Document classification varies from text classification in that it classifies entire documents rather than individual words or phrases. When using online search engines, cross-referencing themes in legal documents, and examining healthcare records by drug and illness, this is put into effect.
Image Classification
A given image is assigned to previously trained categories through image classification. These could be the image's subject, a numerical value, or a theme, for example. Multi-label image classifiers, which work similarly to multi-label text classifiers, can be used to tag an image of a stream into different labels, such as "stream," "water," "outdoors," and so on.

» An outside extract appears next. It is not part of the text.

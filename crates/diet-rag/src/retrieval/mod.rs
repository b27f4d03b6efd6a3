//! Candidate selection on top of the vector index

pub mod mmr;

pub use mmr::{cosine_similarity, mmr_select};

You can tag photographs to train your model for appropriate categories using supervised learning methods. The more you train it, the better it will work, just like any other machine learning model.
References:
- Stuart Russell and Peter Norvig (1995), “Artificial Intelligence: A Modern Approach,” Third edition, Pearson, 2003.
- Solanki, Kumar, Nayyar, Emerging Trends and Applications of Machine Learning, IGI Global, 2018.
- B Joshi, Machine Learning and Artificial Intelligence, Springer, 2020.
- Mohri, Rostamizdeh, Talwalkar, Foundations of Machine Learning, MIT Press, 2018.